Rep. Peter Martin, the three-term incumbent, said he will seek reelection to a fourth term. Lauren Carson, a registered State House lobbyist for her employer, Clean Water Action, will try to unseat him.

“Bring it on,” said Martin, 73, who conceded he was surprised to learn that he would face a primary challenge.

“I’ve always had an interest in civic responsibility and politics,” said Carson, 60.

So far they are the only two announced candidates for the District 75 seat. Formal declarations of candidacy must be submitted June 23- 25. The primary is Sept. 9, with the general election on Nov. 4.

Lauren Carson Lauren Carson Martin was not opposed for reelection two years ago. He said he found out about this year’s challenge when Carson called him last week and asked to meet with him at the State House. “She said she needed to talk to me, and she came in and we spoke right on the House floor,” he recalled. “I was surprised. As a lobbyist, I didn’t expect her to be interested in running for public office.” Martin, who was born in Newport, moved away for work, and then returned for good 14 years ago, said he will run on his record in the House. “I’ve got a track record,” he said, citing his recent work in gaining passage of legislation to thwart child pornography. He noted in almost six years he has never missed a House session or a committee meeting.

But Martin said what’s even more important than that is his concern for Newport and its residents. “People campaign for state office and they say they are for the city of Newport,” Martin said. “But what does that mean?

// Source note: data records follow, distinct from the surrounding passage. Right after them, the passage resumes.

/// Decodes the master event of `ics` as `id` in `calendar_id`.
pub fn parse_event(ics: &str, id: &str, calendar_id: &str) -> ProviderResult<ParsedEvent> {
    let unfolded = unfold(ics);
    let calendar = read_calendar(&unfolded).map_err(|e| {
        warn!(id, error = %e, "failed to parse iCalendar data");
        ProviderError::invalid_server(format!("unparseable iCalendar data for {}: {}", id, e))
    })?;

    let vevents: Vec<&parser::Component<'_>> = calendar
        .components
        .iter()
        .filter(|component| component.name == "VEVENT")
        .collect();
    let master = vevents
        .iter()
        .find(|component| component.find_prop("RECURRENCE-ID").is_none())
        .ok_or_else(|| ProviderError::invalid_server(format!("no VEVENT in {}", id)))?;

    let uid = text(master, "UID")
        .ok_or_else(|| ProviderError::invalid_server(format!("VEVENT without UID in {}", id)))?;
    let start = time(master, "DTSTART")
        .ok_or_else(|| ProviderError::invalid_server(format!("VEVENT without DTSTART in {}", id)))?;
    let end = time(master, "DTEND").unwrap_or_else(|| default_end(start, None));

    let mut event = Event::new(
        id,
        calendar_id,
        text(master, "SUMMARY").unwrap_or_else(|| "(No title)".to_string()),
        start,
        end,
    );
    event.description = text(master, "DESCRIPTION");
    event.location = text(master, "LOCATION");
    event.recurrence = text(master, "RRULE");
    event.alarms = alarm_minutes(master);
    if event.recurrence.is_some() {
        event.exdates = time_list(master, "EXDATE");
        event.rdates = time_list(master, "RDATE");
        event.overrides = vevents
            .iter()
            .filter(|component| text(component, "UID").as_deref() == Some(uid.as_str()))
            .filter_map(|component| parse_override(component, &event))
            .collect();
    }

    Ok(ParsedEvent { uid, event })
}

/// UID of the master event, if the data parses.
pub fn ical_uid(ics: &str) -> Option<String> {
    let unfolded = unfold(ics);
    let calendar = read_calendar(&unfolded).ok()?;
    calendar
        .components
        .iter()
        .filter(|component| component.name == "VEVENT")
        .find_map(|component| text(component, "UID"))
}

fn time_property(name: &str, time: &EventTime) -> Property {
    match time {
        EventTime::AllDay(date) => {
            let mut prop = Property::new(name, date.format("%Y%m%d").to_string());
            prop.append_parameter(ValueType::Date);
            prop
        }
        EventTime::DateTime(dt) => Property::new(name, dt.format("%Y%m%dT%H%M%SZ").to_string()),
    }
}

fn add_alarms(ics_event: &mut icalendar::Event, uid: &str, title: &str, alarms: &[i64]) {
    for minutes in alarms {
        let trigger = Trigger::before_start(Duration::minutes(*minutes));
        let mut alarm = Alarm::display(title, trigger);
        alarm.add_property("UID", format!("{}_alarm_{}", uid, minutes));
        ics_event.alarm(alarm);
    }
}

fn override_component(event: &Event, uid: &str, instance: &EventOverride) -> icalendar::Event {
    let title = instance.title.as_deref().unwrap_or(&event.title);
    let mut ics_event = icalendar::Event::new();
    ics_event.uid(uid);
    ics_event.summary(title);
    ics_event.append_property(time_property("RECURRENCE-ID", &instance.recurrence_id));
    ics_event.append_property(time_property("DTSTART", &instance.start));
    ics_event.append_property(time_property("DTEND", &instance.end));
    if instance.cancelled {
        ics_event.add_property("STATUS", "CANCELLED");
    }
    add_alarms(&mut ics_event, uid, title, &instance.alarms);
    ics_event.done()
}

/// Encodes `event` as a VCALENDAR: the master VEVENT followed by one VEVENT
/// per override.
pub fn to_ics(event: &Event, uid: &str) -> String {
    let mut cal = Calendar::new();
    let mut ics_event = icalendar::Event::new();
    ics_event.uid(uid);
    ics_event.summary(&event.title);
    ics_event.add_property("DTSTAMP", Utc::now().format("%Y%m%dT%H%M%SZ").to_string());

    ics_event.append_property(time_property("DTSTART", &event.start));
    ics_event.append_property(time_property("DTEND", &event.end));

    if let Some(ref description) = event.description {
        ics_event.description(description);
    }
    if let Some(ref location) = event.location {
        ics_event.location(location);
    }
    if let Some(ref rrule) = event.recurrence {
        ics_event.add_property("RRULE", rrule);
        for exdate in &event.exdates {
            ics_event.append_multi_property(time_property("EXDATE", exdate));
        }
        for rdate in &event.rdates {
            ics_event.append_multi_property(time_property("RDATE", rdate));
        }
    }
    add_alarms(&mut ics_event, uid, &event.title, &event.alarms);
    cal.push(ics_event.done());

    if event.recurrence.is_some() {
        for instance in &event.overrides {
            cal.push(override_component(event, uid, instance));
        }
    }
    cal.done().to_string()
}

The first thing you should know is the domain of your job. In my view, the job means working for the city at the state level.”

And, he added, “I’ll focus on what I’ve done. I’m not going to campaign against anyone.”

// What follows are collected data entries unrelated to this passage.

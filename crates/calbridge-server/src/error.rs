//! Server error types.

use std::io;

use calbridge_protocol::{ErrorCode, ErrorResponse};
use calbridge_providers::{ProviderError, ProviderErrorCode};
use calbridge_store::StoreError;
use thiserror::Error;

/// Result type for server operations.
pub type ServerResult<T> = Result<T, ServerError>;

#[derive(Debug, Error)]
pub enum ServerError {
    #[error("IO error: {0}")]
    Io(#[from] io::Error),

    #[error("protocol error: {0}")]
    Protocol(#[from] calbridge_protocol::ProtocolError),

    #[error("store error: {0}")]
    Store(#[from] StoreError),

    #[error("provider error: {0}")]
    Provider(#[from] ProviderError),

    #[error("socket path already in use: {path}")]
    SocketInUse { path: String },

    #[error("socket path parent directory does not exist: {path}")]
    SocketPathInvalid { path: String },

    /// The worker thread or its runtime could not be started.
    #[error("worker failed to start: {message}")]
    WorkerStart { message: String },
}

impl ServerError {
    pub fn socket_in_use(path: impl Into<String>) -> Self {
        Self::SocketInUse { path: path.into() }
    }

    pub fn socket_path_invalid(path: impl Into<String>) -> Self {
        Self::SocketPathInvalid { path: path.into() }
    }

    pub fn worker_start(message: impl Into<String>) -> Self {
        Self::WorkerStart {
            message: message.into(),
        }
    }
}

/// Wire code for a provider failure.
pub fn error_code(code: ProviderErrorCode) -> ErrorCode {
    match code {
        ProviderErrorCode::Authentication => ErrorCode::Authentication,
        ProviderErrorCode::InvalidServer => ErrorCode::InvalidServer,
        ProviderErrorCode::ServerFailure => ErrorCode::ServerFailure,
        ProviderErrorCode::Offline => ErrorCode::Offline,
        ProviderErrorCode::PermissionDenied => ErrorCode::PermissionDenied,
        ProviderErrorCode::NotFound => ErrorCode::NotFound,
        ProviderErrorCode::Internal => ErrorCode::InternalError,
    }
}

/// Rejection reason for a failed provider call. `detail` carries the
/// localizable message key and the provider tag.
pub fn provider_rejection(error: ProviderError) -> ErrorResponse {
    let mut detail = error.detail().clone();
    if detail.is_null() {
        detail = serde_json::json!({});
    }
    if let Some(object) = detail.as_object_mut() {
        object.insert("message_key".to_string(), error.message_key().into());
        if let Some(provider) = error.provider() {
            object.insert("provider".to_string(), provider.into());
        }
    }
    ErrorResponse::new(error_code(error.code()), error.message()).with_detail(detail)
}

pub fn store_rejection(error: StoreError) -> ErrorResponse {
    match error {
        StoreError::UnknownKind(kind) => ErrorResponse::invalid_request(kind.to_string()),
        other => ErrorResponse::internal(other.to_string()),
    }
}

impl From<ServerError> for ErrorResponse {
    fn from(error: ServerError) -> Self {
        match error {
            ServerError::Provider(e) => provider_rejection(e),
            ServerError::Store(e) => store_rejection(e),
            other => ErrorResponse::internal(other.to_string()),
        }
    }
}

#[cfg(test)]
mod tests {
    use super::*;

    #[test]
    fn provider_errors_keep_their_class_on_the_wire() {
        let response =
            provider_rejection(ProviderError::offline("no route to host").with_provider("caldav"));
        assert_eq!(response.code, ErrorCode::Offline);
        insta::assert_json_snapshot!(response, @r#"
        {
          "code": "offline",
          "message": "no route to host",
          "detail": {
            "message_key": "error-offline",
            "provider": "caldav"
          }
        }
        "#);
    }

    #[test]
    fn unknown_kind_is_an_invalid_request() {
        let error = StoreError::UnknownKind(calbridge_core::UnknownKind("Bogus".to_string()));
        let response = store_rejection(error);
        assert_eq!(response.code, ErrorCode::InvalidRequest);
    }
}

Carson said she has been “an activist most of my adult life,” and that she views the race as similar to applying for a new position. “I’ve always wanted this type of job.” Carson said she will keep working as a campaign organizer for Clean Water Action, a national environmental organization, however, she said she would no longer register as a lobbyist if elected to the House.

“My company is very flexible,” Carson said. “We do a lot of things. They’re fine with it. I will not lobby, but I’ll keep my job.”

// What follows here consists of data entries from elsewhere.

//! One-shot calls against a running daemon.

use calbridge_server::CALENDAR_SERVICE;
use serde_json::{Value, json};

use crate::bridge::BridgeClient;
use crate::error::{ClientError, ClientResult};

use super::print_json;

pub async fn status(client: &BridgeClient) -> ClientResult<()> {
    let status = client.send(CALENDAR_SERVICE, "status", Vec::new()).await?;
    print_json(&status)
}

pub async fn get(client: &BridgeClient, kind: &str, id: &str) -> ClientResult<()> {
    let record = client
        .send(CALENDAR_SERVICE, "get", vec![json!(kind), json!(id)])
        .await?;
    if record.is_null() {
        return Err(ClientError::NotFound(format!("{} '{}'", kind, id)));
    }
    print_json(&record)
}

pub async fn list(client: &BridgeClient, kind: &str) -> ClientResult<()> {
    let records = client.send(CALENDAR_SERVICE, "list", vec![json!(kind)]).await?;
    print_json(&records)
}

pub async fn cancel(client: &BridgeClient, account: &str) -> ClientResult<()> {
    let cancelled: bool = client
        .call(CALENDAR_SERVICE, "cancelSync", vec![Value::from(account)])
        .await?;
    if cancelled {
        println!("Cancelled sync of '{}'.", account);
    } else {
        println!("No sync of '{}' is running.", account);
    }
    Ok(())
}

Carson has lived in Newport for 21 years and currently serves on the city Charter Review Commission, as well as the Energy and Environment Commission. She plans to spend $20,000 to win the race and is prepared to self-fund part of that amount if necessary.

“I want to be a more activist representative than the one we have now,” Carson said, citing jobs and the economy, and also the impact of climate change on Newport. She observed, for example, that the Point neighborhood may be vulnerable to flooding caused by a rising water table and global warming. “I’m extremely concerned about this,” she said. “I want to represent the city on these issues.”

Carson said she is familiar with the workings of the State House. “Aquidneck Island is not represented up there,” she asserted. “I go to meetings and nobody is there for Newport, Middletown or Portsmouth. I want to bring the concerns of Newporters to Providence.”

Martin said he has done a good job for Newport. “There has been no indication from the people that I need to be replaced.”

The incumbent remarked that he expects to be endorsed for re-election by the Newport Democratic City Committee, adding, “I certainly believe I’ve earned it."

Carson said she hopes to speak to city committee members before long but noted, “If the Democratic City Committee endorses him, I understand that.”